Idiopathic intracranial hypertension (IIH) is a disorder of increased intracranial pressure in an alert and oriented patient. The most popular hypothesis is that IIH is a syndrome of reduced cerebrospinal fluid absorption.
Clinical features include headaches, pulse-synchronous tinnitus, transient visual obscurations, visual loss, neck and back pain, and diplopia.
Signs include papilledema, sixth nerve paresis, and disturbances in sensory visual function. Visual field loss is ubiquitous, and the prototype pattern for early loss is enlargement of the blind spot and inferonasal loss. Diagnostic criteria are the modified Dandy criteria.
In all patients with IIH, treatment consists of eliminating causal factors, such as drugs and other conditions known to cause increased intracranial pressure, and instituting a low-sodium weight-reduction diet plus acetazolamide when indicated. Therapy can be given to reverse and prevent loss of vision.
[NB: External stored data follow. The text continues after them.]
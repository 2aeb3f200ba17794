//! Directory reader: turns a folder of files into documents

use std::path::{Path, PathBuf};
use walkdir::{DirEntry, WalkDir};

use crate::config::DataConfig;
use crate::error::{Error, Result};
use crate::types::{Document, DocumentMetadata, FileType};

use super::parser::FileParser;

/// Reads every supported file under a directory into [`Document`]s
#[derive(Debug, Clone)]
pub struct DirectoryReader {
    input_dir: PathBuf,
    recursive: bool,
    exclude_hidden: bool,
    required_exts: Vec<String>,
}

impl DirectoryReader {
    /// Reader over `input_dir` with default options (flat, hidden files skipped)
    pub fn new(input_dir: impl Into<PathBuf>) -> Self {
        Self {
            input_dir: input_dir.into(),
            recursive: false,
            exclude_hidden: true,
            required_exts: Vec::new(),
        }
    }

    /// Reader configured from the `[data]` config section
    pub fn from_config(config: &DataConfig) -> Self {
        Self::new(config.dir.clone())
            .recursive(config.recursive)
            .exclude_hidden(config.exclude_hidden)
            .required_exts(config.required_exts.clone())
    }

    /// Descend into subdirectories
    pub fn recursive(mut self, recursive: bool) -> Self {
        self.recursive = recursive;
        self
    }

    /// Skip dot-files and dot-directories
    pub fn exclude_hidden(mut self, exclude_hidden: bool) -> Self {
        self.exclude_hidden = exclude_hidden;
        self
    }

    /// Only accept these extensions; empty accepts all
    pub fn required_exts(mut self, exts: Vec<String>) -> Self {
        self.required_exts = exts
            .into_iter()
            .map(|e| e.trim_start_matches('.').to_lowercase())
            .collect();
        self
    }

    /// List the files that pass the filters, sorted by path
    pub fn input_files(&self) -> Result<Vec<PathBuf>> {
        if !self.input_dir.is_dir() {
            return Err(Error::DirectoryNotFound(self.input_dir.clone()));
        }

        let max_depth = if self.recursive { usize::MAX } else { 1 };
        let exclude_hidden = self.exclude_hidden;

        let mut files = Vec::new();
        for entry in WalkDir::new(&self.input_dir)
            .follow_links(true)
            .max_depth(max_depth)
            .sort_by_file_name()
            .into_iter()
            .filter_entry(|e| e.depth() == 0 || !(exclude_hidden && is_hidden(e)))
        {
            let entry = entry.map_err(|e| Error::Io(e.into()))?;
            if !entry.file_type().is_file() {
                continue;
            }
            if !self.has_required_ext(entry.path()) {
                tracing::debug!("Skipping {} (extension filter)", entry.path().display());
                continue;
            }
            files.push(entry.into_path());
        }

        if files.is_empty() {
            return Err(Error::NoFilesFound(self.input_dir.clone()));
        }

        Ok(files)
    }

    /// Load every file; PDFs yield one document per page
    pub fn load_data(&self) -> Result<Vec<Document>> {
        let files = self.input_files()?;
        tracing::info!("Loading {} files from {}", files.len(), self.input_dir.display());

        let mut documents = Vec::new();
        for path in files {
            let loaded = load_file(&path)?;
            tracing::debug!("Loaded {} ({} documents)", path.display(), loaded.len());
            documents.extend(loaded);
        }

        Ok(documents)
    }

    fn has_required_ext(&self, path: &Path) -> bool {
        if self.required_exts.is_empty() {
            return true;
        }
        path.extension()
            .map(|e| e.to_string_lossy().to_lowercase())
            .is_some_and(|ext| self.required_exts.contains(&ext))
    }
}

/// Parse one file into one or more documents
fn load_file(path: &Path) -> Result<Vec<Document>> {
    let file_name = path
        .file_name()
        .map(|n| n.to_string_lossy().to_string())
        .unwrap_or_default();

    let data = std::fs::read(path)?;
    let parsed = FileParser::parse(&file_name, &data)?;
    tracing::debug!("Parsed {} as {}", file_name, parsed.file_type.display_name());
    let metadata = file_metadata(path, &file_name, data.len() as u64);

    if parsed.file_type == FileType::Pdf && !parsed.pages.is_empty() {
        return Ok(parsed
            .pages
            .into_iter()
            .map(|page| {
                let metadata = DocumentMetadata {
                    page_label: Some(page.page_number.to_string()),
                    ..metadata.clone()
                };
                let hash = parsed.content_hash.clone();
                Document::new(page.content, FileType::Pdf, hash, metadata)
            })
            .collect());
    }

    Ok(vec![Document::new(
        parsed.content,
        parsed.file_type,
        parsed.content_hash,
        metadata,
    )])
}

fn file_metadata(path: &Path, file_name: &str, file_size: u64) -> DocumentMetadata {
    let last_modified_date = std::fs::metadata(path)
        .and_then(|m| m.modified())
        .ok()
        .map(|t| chrono::DateTime::<chrono::Utc>::from(t).format("%Y-%m-%d").to_string());

    DocumentMetadata {
        file_path: path.to_string_lossy().to_string(),
        file_name: file_name.to_string(),
        file_type: mime_guess::from_path(path)
            .first_or_octet_stream()
            .essence_str()
            .to_string(),
        file_size,
        last_modified_date,
        page_label: None,
    }
}

fn is_hidden(entry: &DirEntry) -> bool {
    entry
        .file_name()
        .to_str()
        .is_some_and(|name| name.starts_with('.'))
}

#[cfg(test)]
mod tests {
    use super::*;
    use std::fs;
    use tempfile::TempDir;

    fn corpus() -> TempDir {
        let dir = tempfile::tempdir().unwrap();
        fs::write(dir.path().join("b.txt"), "Rust is a systems language.").unwrap();
        fs::write(dir.path().join("a.md"), "# Ollama\nRuns models locally.").unwrap();
        fs::write(dir.path().join(".hidden.txt"), "secret").unwrap();
        fs::create_dir(dir.path().join("nested")).unwrap();
        fs::write(dir.path().join("nested").join("c.txt"), "Nested file.").unwrap();
        dir
    }

    #[test]
    fn test_flat_load_skips_hidden_and_nested() {
        let dir = corpus();
        let docs = DirectoryReader::new(dir.path()).load_data().unwrap();

        let names: Vec<_> = docs.iter().map(|d| d.metadata.file_name.as_str()).collect();
        assert_eq!(names, vec!["a.md", "b.txt"]);
        assert_eq!(docs[1].text, "Rust is a systems language.");
        assert_eq!(docs[1].metadata.file_type, "text/plain");
        assert_eq!(docs[1].metadata.file_size, 27);
        assert!(docs[1].metadata.last_modified_date.is_some());
    }

    #[test]
    fn test_recursive_and_hidden_options() {
        let dir = corpus();
        let docs = DirectoryReader::new(dir.path())
            .recursive(true)
            .exclude_hidden(false)
            .load_data()
            .unwrap();

        let mut names: Vec<_> = docs.iter().map(|d| d.metadata.file_name.clone()).collect();
        names.sort();
        assert_eq!(names, vec![".hidden.txt", "a.md", "b.txt", "c.txt"]);
    }

    #[test]
    fn test_required_exts_filter() {
        let dir = corpus();
        let docs = DirectoryReader::new(dir.path())
            .required_exts(vec![".MD".to_string()])
            .load_data()
            .unwrap();
        assert_eq!(docs.len(), 1);
        assert_eq!(docs[0].file_type, FileType::Markdown);
    }

    #[test]
    fn test_missing_directory() {
        let dir = tempfile::tempdir().unwrap();
        let missing = dir.path().join("nope");
        let err = DirectoryReader::new(&missing).load_data().unwrap_err();
        assert!(matches!(err, Error::DirectoryNotFound(p) if p == missing));
    }

    #[test]
    fn test_empty_directory() {
        let dir = tempfile::tempdir().unwrap();
        fs::write(dir.path().join(".only-hidden"), "x").unwrap();
        let err = DirectoryReader::new(dir.path()).load_data().unwrap_err();
        assert!(matches!(err, Error::NoFilesFound(_)));
    }

    #[test]
    fn test_pdf_yields_one_document_per_page() {
        use crate::loader::parser::fixtures;

        let dir = tempfile::tempdir().unwrap();
        fs::write(dir.path().join("guide.pdf"), fixtures::pdf(&["First page", "", "Third page"])).unwrap();
        fs::write(dir.path().join("notes.docx"), fixtures::docx(&["Docx body"])).unwrap();

        let docs = DirectoryReader::new(dir.path()).load_data().unwrap();
        assert_eq!(docs.len(), 3);

        let labels: Vec<_> = docs[..2].iter().map(|d| d.metadata.page_label.as_deref()).collect();
        assert_eq!(labels, vec![Some("1"), Some("3")]);
        assert!(docs[0].text.contains("First page"));
        assert!(docs[1].text.contains("Third page"));
        assert_eq!(docs[0].file_type, FileType::Pdf);
        assert_eq!(docs[0].metadata.file_type, "application/pdf");
        assert_eq!(docs[0].metadata.source_label(), "guide.pdf, page 1");

        assert_eq!(docs[2].file_type, FileType::Docx);
        assert_eq!(docs[2].metadata.page_label, None);
        assert!(docs[2].text.contains("Docx body"));
    }

    #[test]
    fn test_unparseable_file_fails_the_load() {
        let dir = tempfile::tempdir().unwrap();
        fs::write(dir.path().join("broken.pdf"), "not a pdf").unwrap();
        let err = DirectoryReader::new(dir.path()).load_data().unwrap_err();
        assert!(matches!(err, Error::FileParse { .. }));
    }
}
IIH, also known as pseudotumor cerebri, is a disorder of increased intracranial pressure that occurs mainly in overweight women of childbearing years, often in the setting of weight gain. Its cause is unknown. It is characterized by increased intracranial pressure and its associated signs and symptoms in an alert and oriented patient, but without localizing neurologic ﬁndings. There is no evidence of deformity or obstruction of the ventricular system, and neurodiagnostic studies are normal except for increased cerebrospinal fluid pressure and the related neuroimaging signs. Furthermore, no secondary cause of intracranial hypertension is apparent. IIH can either be self-limited or have a life-long chronic course.
History and exam
Key diagnostic factors
- visual field loss
Other diagnostic factors
- transient visual obscurations
- pulse-synchronous tinnitus
- retrobulbar pain
- optical disk swelling
- decreased visual acuity
- ocular motility disturbances
- relative afferent pupillary defect
- female sex
- obesity and weight gain
- certain medication use
- associated causal diseases
- sleep apnea
- family history
1st investigations to order
- visual field testing (perimetry)
- dilated fundoscopy
- visual acuity
- MRI of brain with or without contrast
- lumbar puncture at spinal L3/L4
Investigations to consider
- magnetic resonance venogram of head
- optical coherence tomography
Michael Wall, MD
Department of Neurology and Department of Ophthalmology & Visual Sciences
University of Iowa Hospitals & Clinics and Iowa City VA Health Care System
MW is an author of a number of references cited in this topic.
Mansoor Mughal, MD
Robert Wood Johnson University Hospital
MM declares that he has no competing interests.
Paul W. Brazis, MD
Consultant in Neurology and Neuro-Ophthalmology
Mayo Clinic Florida
PWB declares that he has no competing interests.
Tim D. Matthews, MBBS
Birmingham Neuro-ophthalmology Unit
University Hospital Birmingham
TDM declares that he has no competing interests.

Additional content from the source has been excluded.